# WHAT NEEDS TO BE DONE
Transcribe exactly the lines that fall between the one holding "if let Some(error)" and the one holding "pub async fn clear_stale_state(&self)", inclusive, from the entries below.

# ENTRIES SHOWN
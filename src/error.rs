use crate::auth::error::ProviderError;

pub type Result<T, E = Error> = std::result::Result<T, E>;

#[derive(Debug, Clone, PartialEq, thiserror::Error)]
pub enum Error {
    /// Missing or malformed setup; fatal at initialization.
    #[error("configuration error: {0}")]
    Configuration(String),
    /// A user record that cannot be stored or read back.
    #[error("invalid user record: {0}")]
    Validation(String),
    /// No in-flight flow matches the callback. Treat as "no active flow".
    #[error("no matching flow: {0}")]
    CallbackMismatch(String),
    /// The provider answered the request with an error response.
    #[error("authorization rejected by provider: {0}")]
    Authorization(ProviderError),
    #[error("token validation failed: {0}")]
    TokenValidation(String),
    #[error("flow {0} timed out")]
    Timeout(String),
    #[error("a popup flow is already awaiting its callback")]
    ConcurrentFlow,
    /// Transport failure talking to the provider, the storage backend or the navigator.
    #[error("network error: {0}")]
    Network(String),
    #[error("popup window closed before the flow completed")]
    PopupClosed,
}

impl Error {
    pub fn is_callback_mismatch(&self) -> bool {
        matches!(self, Self::CallbackMismatch(_))
    }

    /// The provider refused a prompt-less request because the user must interact.
    pub fn is_interaction_required(&self) -> bool {
        match self {
            Self::Authorization(e) => e.kind.is_interaction_required(),
            _ => false,
        }
    }
}

impl From<reqwest::Error> for Error {
    fn from(e: reqwest::Error) -> Self {
        Self::Network(e.to_string())
    }
}

impl From<std::io::Error> for Error {
    fn from(e: std::io::Error) -> Self {
        Self::Network(e.to_string())
    }
}

impl From<serde_json::Error> for Error {
    fn from(e: serde_json::Error) -> Self {
        Self::Validation(e.to_string())
    }
}

impl From<url::ParseError> for Error {
    fn from(e: url::ParseError) -> Self {
        Self::Configuration(e.to_string())
    }
}

impl From<ProviderError> for Error {
    fn from(e: ProviderError) -> Self {
        Self::Authorization(e)
    }
}
use url::Url;

use crate::error::{Error, Result};

pub const WELL_KNOWN_PATH: &str = ".well-known/openid-configuration";

/// The subset of provider metadata the session engine uses.
#[derive(Debug, Clone, PartialEq)]
#[derive(serde::Serialize, serde::Deserialize)]
pub struct ProviderMetadata {
    pub issuer: String,
    pub authorization_endpoint: Url,
    #[serde(default)]
    pub token_endpoint: Option<Url>,
    #[serde(default)]
    pub userinfo_endpoint: Option<Url>,
    #[serde(default)]
    pub end_session_endpoint: Option<Url>,
    #[serde(default)]
    pub revocation_endpoint: Option<Url>,
    #[serde(default)]
    pub jwks_uri: Option<Url>,
}

impl ProviderMetadata {
    /// Conventional endpoint layout under the authority, for providers whose metadata
    /// is configured rather than discovered.
    pub fn derive_from_authority(authority: &Url) -> Result<Self> {
        let base = with_trailing_slash(authority);
        Ok(Self {
            issuer: authority.as_str().trim_end_matches('/').to_string(),
            authorization_endpoint: base.join("authorize")?,
            token_endpoint: Some(base.join("token")?),
            userinfo_endpoint: Some(base.join("userinfo")?),
            end_session_endpoint: Some(base.join("endsession")?),
            revocation_endpoint: Some(base.join("revocation")?),
            jwks_uri: Some(base.join(".well-known/jwks")?),
        })
    }

    /// Discovered metadata must name the authority it was fetched from as its issuer.
    pub fn check_issuer(&self, authority: &Url) -> Result<()> {
        let expected = issuer_of(authority);
        if self.issuer.trim_end_matches('/') != expected {
            return Err(Error::Configuration(format!(
                "provider issuer {} does not match authority {}",
                self.issuer, expected
            )));
        }
        Ok(())
    }

    pub fn token_endpoint(&self) -> Result<&Url> {
        self.token_endpoint
            .as_ref()
            .ok_or_else(|| Error::Configuration("provider has no token endpoint".into()))
    }

    pub fn end_session_endpoint(&self) -> Result<&Url> {
        self.end_session_endpoint
            .as_ref()
            .ok_or_else(|| Error::Configuration("provider has no end session endpoint".into()))
    }

    pub fn revocation_endpoint(&self) -> Result<&Url> {
        self.revocation_endpoint
            .as_ref()
            .ok_or_else(|| Error::Configuration("provider has no revocation endpoint".into()))
    }
}

pub fn discovery_url(authority: &Url) -> Result<Url> {
    if authority.path().ends_with(WELL_KNOWN_PATH) {
        return Ok(authority.clone());
    }
    Ok(with_trailing_slash(authority).join(WELL_KNOWN_PATH)?)
}

/// The issuer identifier an authority stands for, without a trailing slash.
pub fn issuer_of(authority: &Url) -> String {
    let mut authority = authority.clone();
    authority.set_query(None);
    authority.set_fragment(None);
    authority
        .as_str()
        .trim_end_matches(WELL_KNOWN_PATH)
        .trim_end_matches('/')
        .to_string()
}

fn with_trailing_slash(url: &Url) -> Url {
    let mut url = url.clone();
    if !url.path().ends_with('/') {
        let path = format!("{}/", url.path());
        url.set_path(&path);
    }
    url
}
use std::future::Future;
use std::time::Duration;

use parking_lot::Mutex;
use tokio::task::JoinHandle;

use crate::core::types::Expiry;

/// Time to wait before renewing a session expiring at `expires_at`.
pub fn renewal_delay(expires_at: Expiry, lead_time: Duration) -> Duration {
    expires_at
        .remaining()
        .unwrap_or_default()
        .saturating_sub(lead_time)
}

struct Slot {
    enabled: bool,
    generation: u64,
    timer: Option<JoinHandle<()>>,
}

/// Holds at most one pending renewal timer.
///
/// Every schedule or cancel bumps the generation; a fired timer only acts while its
/// generation is still current.
pub struct RenewScheduler {
    slot: Mutex<Slot>,
}

impl RenewScheduler {
    pub fn new(enabled: bool) -> Self {
        Self {
            slot: Mutex::new(Slot {
                enabled,
                generation: 0,
                timer: None,
            }),
        }
    }

    pub fn is_enabled(&self) -> bool {
        self.slot.lock().enabled
    }

    pub fn set_enabled(&self, enabled: bool) {
        self.slot.lock().enabled = enabled;
    }

    pub fn is_pending(&self) -> bool {
        self.slot.lock().timer.is_some()
    }

    /// Replaces any pending timer with one running `task` after `delay`.
    pub fn schedule<F, Fut>(&self, delay: Duration, task: F) -> u64
    where
        F: FnOnce(u64) -> Fut + Send + 'static,
        Fut: Future<Output = ()> + Send + 'static,
    {
        let mut slot = self.slot.lock();
        slot.generation += 1;
        if let Some(timer) = slot.timer.take() {
            timer.abort();
        }

        let generation = slot.generation;
        slot.timer = Some(tokio::spawn(async move {
            tokio::time::sleep(delay).await;
            task(generation).await;
        }));
        generation
    }

    /// Detaches a fired timer so that rescheduling from inside it does not abort it.
    /// Returns false when the timer has been superseded.
    pub fn release(&self, generation: u64) -> bool {
        let mut slot = self.slot.lock();
        if slot.generation != generation {
            return false;
        }
        slot.timer.take();
        true
    }

    pub fn is_current(&self, generation: u64) -> bool {
        self.slot.lock().generation == generation
    }

    /// Cancels the pending timer, if any.
    pub fn cancel(&self) {
        let mut slot = self.slot.lock();
        slot.generation += 1;
        if let Some(timer) = slot.timer.take() {
            timer.abort();
        }
    }
}

impl Drop for RenewScheduler {
    fn drop(&mut self) {
        if let Some(timer) = self.slot.get_mut().timer.take() {
            timer.abort();
        }
    }
}
impl TransportCoordinator {
    pub fn new(
        config: Arc<IdentityConfiguration>,
        navigator: Arc<dyn Navigator>,
        store: Arc<dyn Store>,
    ) -> Self {
        Self {
            config,
            navigator,
            store,
            waiters: parking_lot::Mutex::new(HashMap::new()),
            popup: Arc::new(parking_lot::Mutex::new(None)),
            consume: tokio::sync::Mutex::new(()),
        }
    }

    pub fn navigator(&self) -> &Arc<dyn Navigator> {
        &self.navigator
    }

    fn key(&self, state: &StateToken) -> String {
        format!("{}{}", self.config.state_prefix(), state)
    }

    fn new_flow(&self, mechanism: Mechanism, purpose: Purpose, redirect_uri: Url) -> FlowState {
        let response_type = self.config.response_type;
        let nonce = if purpose != Purpose::SignOut && self.config.scope.has_openid() {
            Some(Nonce::from_random())
        } else {
            None
        };
        // Status checks never redeem their code.
        let code_verifier = if purpose == Purpose::SignIn && response_type.is_code() {
            Some(pkce::Verifier::from_random())
        } else {
            None
        };

        FlowState {
            id: StateToken::from_random(),
            nonce,
            code_verifier,
            mechanism,
            purpose,
            status: FlowStatus::Created,
            response_type,
            scope: self.config.scope.clone(),
            redirect_uri,
            created_at: now_secs(),
        }
    }

    fn request_url(&self, flow: &FlowState, endpoint: &Url, hints: FlowHints) -> Result<Url> {
        match flow.purpose {
            Purpose::SignOut => {
                let req = EndSessionRequest {
                    client_id: self.config.client_id.clone(),
                    state: flow.id.clone(),
                    id_token_hint: hints.id_token_hint,
                    post_logout_redirect_uri: Some(flow.redirect_uri.clone()),
                };
                let query = serde_urlencoded::to_string(&req)
                    .map_err(|e| Error::Configuration(format!("unencodable end session request: {}", e)))?;
                Ok(append_query(endpoint, &query))
            }
            Purpose::SignIn | Purpose::SessionStatus => {
                let oidc = match (flow.mechanism, flow.purpose) {
                    (Mechanism::Iframe, _) => {
                        crate::oidc::models::AuthorizationRequest::silent(flow.nonce.clone(), hints.id_token_hint)
                    }
                    _ => crate::oidc::models::AuthorizationRequest::with_nonce(flow.nonce.clone()),
                };
                let req = AuthorizationRequest {
                    client_id: self.config.client_id.clone(),
                    redirect_uri: flow.redirect_uri.clone(),
                    response_type: flow.response_type,
                    scope: flow.scope.clone(),
                    state: flow.id.clone(),
                    pkce_challenge: flow.code_verifier.as_ref().map(pkce::Challenge::from_verifier),
                    oidc,
                    extra: self.config.extra_query_params.clone(),
                };
                req.to_url(endpoint)
            }
        }
    }

    /// Generates a flow, persists it and opens `mechanism` at the request URL.
    #[tracing::instrument(skip(self, endpoint, redirect_uri, hints))]
    pub async fn begin_flow(
        &self,
        mechanism: Mechanism,
        purpose: Purpose,
        endpoint: &Url,
        redirect_uri: Url,
        hints: FlowHints,
    ) -> Result<FlowHandle> {
        let mut flow = self.new_flow(mechanism, purpose, redirect_uri);
        let url = self.request_url(&flow, endpoint, hints)?;

        let claim = match mechanism {
            Mechanism::Popup => Some(PopupClaim::acquire(&self.popup, &flow.id)?),
            _ => None,
        };

        match self.open(&mut flow, &url, claim).await {
            Ok(handle) => {
                event!(Level::DEBUG, state = %flow.id, "Flow awaiting callback");
                Ok(handle)
            }
            Err(e) => {
                event!(Level::WARN, state = %flow.id, error = %e, "Failed to open flow");
                self.abandon(&flow.id).await;
                Err(e)
            }
        }
    }

    async fn open(&self, flow: &mut FlowState, url: &Url, claim: Option<PopupClaim>) -> Result<FlowHandle> {
        flow.advance(FlowStatus::AwaitingCallback)?;
        self.store.save(&self.key(&flow.id), flow.to_record()?).await?;

        let state = flow.id.clone();
        match flow.mechanism {
            Mechanism::Popup => {
                let claim = claim.ok_or(Error::ConcurrentFlow)?;
                let receiver = self.register(&state);
                let window = self.navigator.open_popup(url).await?;
                Ok(FlowHandle::Popup {
                    state,
                    receiver,
                    window,
                    claim,
                })
            }
            Mechanism::Iframe => {
                let receiver = self.register(&state);
                let frame = self.navigator.create_frame(url).await?;
                Ok(FlowHandle::Frame {
                    state,
                    receiver,
                    frame,
                })
            }
            Mechanism::Redirect => {
                self.navigator.navigate(url).await?;
                Ok(FlowHandle::Redirected { state })
            }
        }
    }

    fn register(&self, state: &StateToken) -> oneshot::Receiver<CallbackMessage> {
        let (sender, receiver) = oneshot::channel();
        self.waiters.lock().insert(state.clone(), sender);
        receiver
    }

    /// Awaits the outcome of a popup or frame flow.
    ///
    /// Frames are bounded by the silent request timeout; popups only by the user.
    pub async fn wait(&self, handle: FlowHandle) -> Result<FlowOutcome> {
        match handle {
            FlowHandle::Popup {
                state,
                mut receiver,
                window,
                claim,
            } => {
                let delivered = tokio::select! {
                    biased;
                    message = &mut receiver => message.ok(),
                    _ = window.closed() => None,
                };
                drop(claim);
                match delivered {
                    Some(message) => {
                        if !message.keep_open {
                            window.close().await;
                        }
                        message.outcome
                    }
                    None => {
                        event!(Level::INFO, state = %state, "Popup closed before callback");
                        self.abandon(&state).await;
                        Err(Error::PopupClosed)
                    }
                }
            }
            FlowHandle::Frame {
                state,
                receiver,
                frame,
            } => {
                let result = tokio::time::timeout(self.config.silent_request_timeout, receiver).await;
                frame.remove().await;
                match result {
                    Ok(Ok(message)) => message.outcome,
                    Ok(Err(_)) => Err(Error::CallbackMismatch(format!("flow {} was abandoned", state))),
                    Err(_) => {
                        event!(Level::WARN, state = %state, "Frame flow timed out");
                        self.abandon(&state).await;
                        Err(Error::Timeout(state.0))
                    }
                }
            }
            FlowHandle::Redirected { state } => Err(Error::CallbackMismatch(format!(
                "redirect flow {} completes through its callback",
                state
            ))),
        }
    }

    /// Consumes the flow a callback URL refers to, provided it was opened over
    /// `mechanism` for one of `purposes`.
    ///
    /// A flow is taken exactly once: later callbacks with the same state fail with
    /// [`Error::CallbackMismatch`]. Provider error responses consume the flow, are
    /// forwarded to the waiting opener and returned as [`Error::Authorization`].
    #[tracing::instrument(skip(self, url))]
    pub async fn complete_flow(
        &self,
        url: &Url,
        mechanism: Mechanism,
        purposes: &[Purpose],
    ) -> Result<(FlowState, AuthorizationResponse)> {
        let CallbackParams {
            state,
            error,
            response,
        } = parse_callback(url)?;

        let mut flow = {
            let _guard = self.consume.lock().await;
            let key = self.key(&state);
            let record = self
                .store
                .load(&key)
                .await?
                .ok_or_else(|| Error::CallbackMismatch(format!("no flow for state {}", state)))?;
            let flow = match FlowState::from_record(&record) {
                Ok(flow) => flow,
                Err(e) => {
                    self.store.remove(&key).await?;
                    return Err(Error::CallbackMismatch(format!("unreadable flow {}: {}", state, e)));
                }
            };

            if flow.mechanism != mechanism || !purposes.contains(&flow.purpose) {
                return Err(Error::CallbackMismatch(format!(
                    "flow {} is a {:?} {} flow",
                    state, flow.purpose, flow.mechanism
                )));
            }
            if !flow.matches_return_url(url) {
                return Err(Error::CallbackMismatch(format!(
                    "callback for {} did not return to {}",
                    state, flow.redirect_uri
                )));
            }

            self.store.remove(&key).await?;
            flow
        };

        if flow.is_stale(self.config.stale_state_max_age) {
            flow.advance(FlowStatus::Expired)?;
            event!(Level::INFO, state = %flow.id, "Callback for expired flow");
            let e = Error::CallbackMismatch(format!("flow {} expired", flow.id));
            self.resolve(&flow.id, Err(e.clone()), false);
            return Err(e);
        }

        if let Some(error) = error {
            flow.advance(FlowStatus::Failed)?;
            event!(Level::INFO, state = %flow.id, error = %error, "Provider returned an error");
            let e = Error::Authorization(error);
            self.resolve(&flow.id, Err(e.clone()), false);
            return Err(e);
        }

        flow.advance(FlowStatus::Completed)?;
        event!(Level::DEBUG, state = %flow.id, "Flow completed");
        Ok((flow, response))
    }

    /// Hands the outcome of a consumed flow to its waiting opener, if there is one.
    /// Returns whether the opener received it.
    pub fn resolve(&self, state: &StateToken, outcome: Result<FlowOutcome>, keep_open: bool) -> bool {
        let sender = self.waiters.lock().remove(state);
        release_popup(&self.popup, state);
        match sender {
            Some(sender) => sender.send(CallbackMessage { outcome, keep_open }).is_ok(),
            None => false,
        }
    }

    /// Forgets a flow without completing it.
    async fn abandon(&self, state: &StateToken) {
        self.waiters.lock().remove(state);
        release_popup(&self.popup, state);
        if let Err(e) = self.store.remove(&self.key(state)).await {
            event!(Level::WARN, state = %state, error = %e, "Failed to remove flow state");
        }
    }

    /// Removes flows older than the configured max age. Never fails; returns how many
    /// flows were removed.
    #[tracing::instrument(skip(self))]
    pub async fn clear_stale_state(&self) -> usize {
        let prefix = self.config.state_prefix();
        let keys = match self.store.keys(&prefix).await {
            Ok(keys) => keys,
            Err(e) => {
                event!(Level::WARN, error = %e, "Failed to list flow states");
                return 0;
            }
        };

        let mut removed = 0;
        for key in keys {
            let state = StateToken(key[prefix.len()..].to_string());
            let stale = match self.store.load(&key).await {
                Ok(Some(record)) => FlowState::from_record(&record)
                    .map(|flow| flow.is_stale(self.config.stale_state_max_age))
                    .unwrap_or(true),
                Ok(None) => false,
                Err(e) => {
                    event!(Level::WARN, key = %key, error = %e, "Failed to read flow state");
                    false
                }
            };
            if stale {
                event!(Level::DEBUG, state = %state, "Removing stale flow state");
                self.abandon(&state).await;
                removed += 1;
            }
        }
        removed
    }
}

# COMPLETED EXERCISE
        if let Some(error) = error {
            flow.advance(FlowStatus::Failed)?;
            event!(Level::INFO, state = %flow.id, error = %error, "Provider returned an error");
            let e = Error::Authorization(error);
            self.resolve(&flow.id, Err(e.clone()), false);
            return Err(e);
        }

        flow.advance(FlowStatus::Completed)?;
        event!(Level::DEBUG, state = %flow.id, "Flow completed");
        Ok((flow, response))
    }

    /// Hands the outcome of a consumed flow to its waiting opener, if there is one.
    /// Returns whether the opener received it.
    pub fn resolve(&self, state: &StateToken, outcome: Result<FlowOutcome>, keep_open: bool) -> bool {
        let sender = self.waiters.lock().remove(state);
        release_popup(&self.popup, state);
        match sender {
            Some(sender) => sender.send(CallbackMessage { outcome, keep_open }).is_ok(),
            None => false,
        }
    }

    /// Forgets a flow without completing it.
    async fn abandon(&self, state: &StateToken) {
        self.waiters.lock().remove(state);
        release_popup(&self.popup, state);
        if let Err(e) = self.store.remove(&self.key(state)).await {
            event!(Level::WARN, state = %state, error = %e, "Failed to remove flow state");
        }
    }

    /// Removes flows older than the configured max age. Never fails; returns how many
    /// flows were removed.
    #[tracing::instrument(skip(self))]
    pub async fn clear_stale_state(&self) -> usize {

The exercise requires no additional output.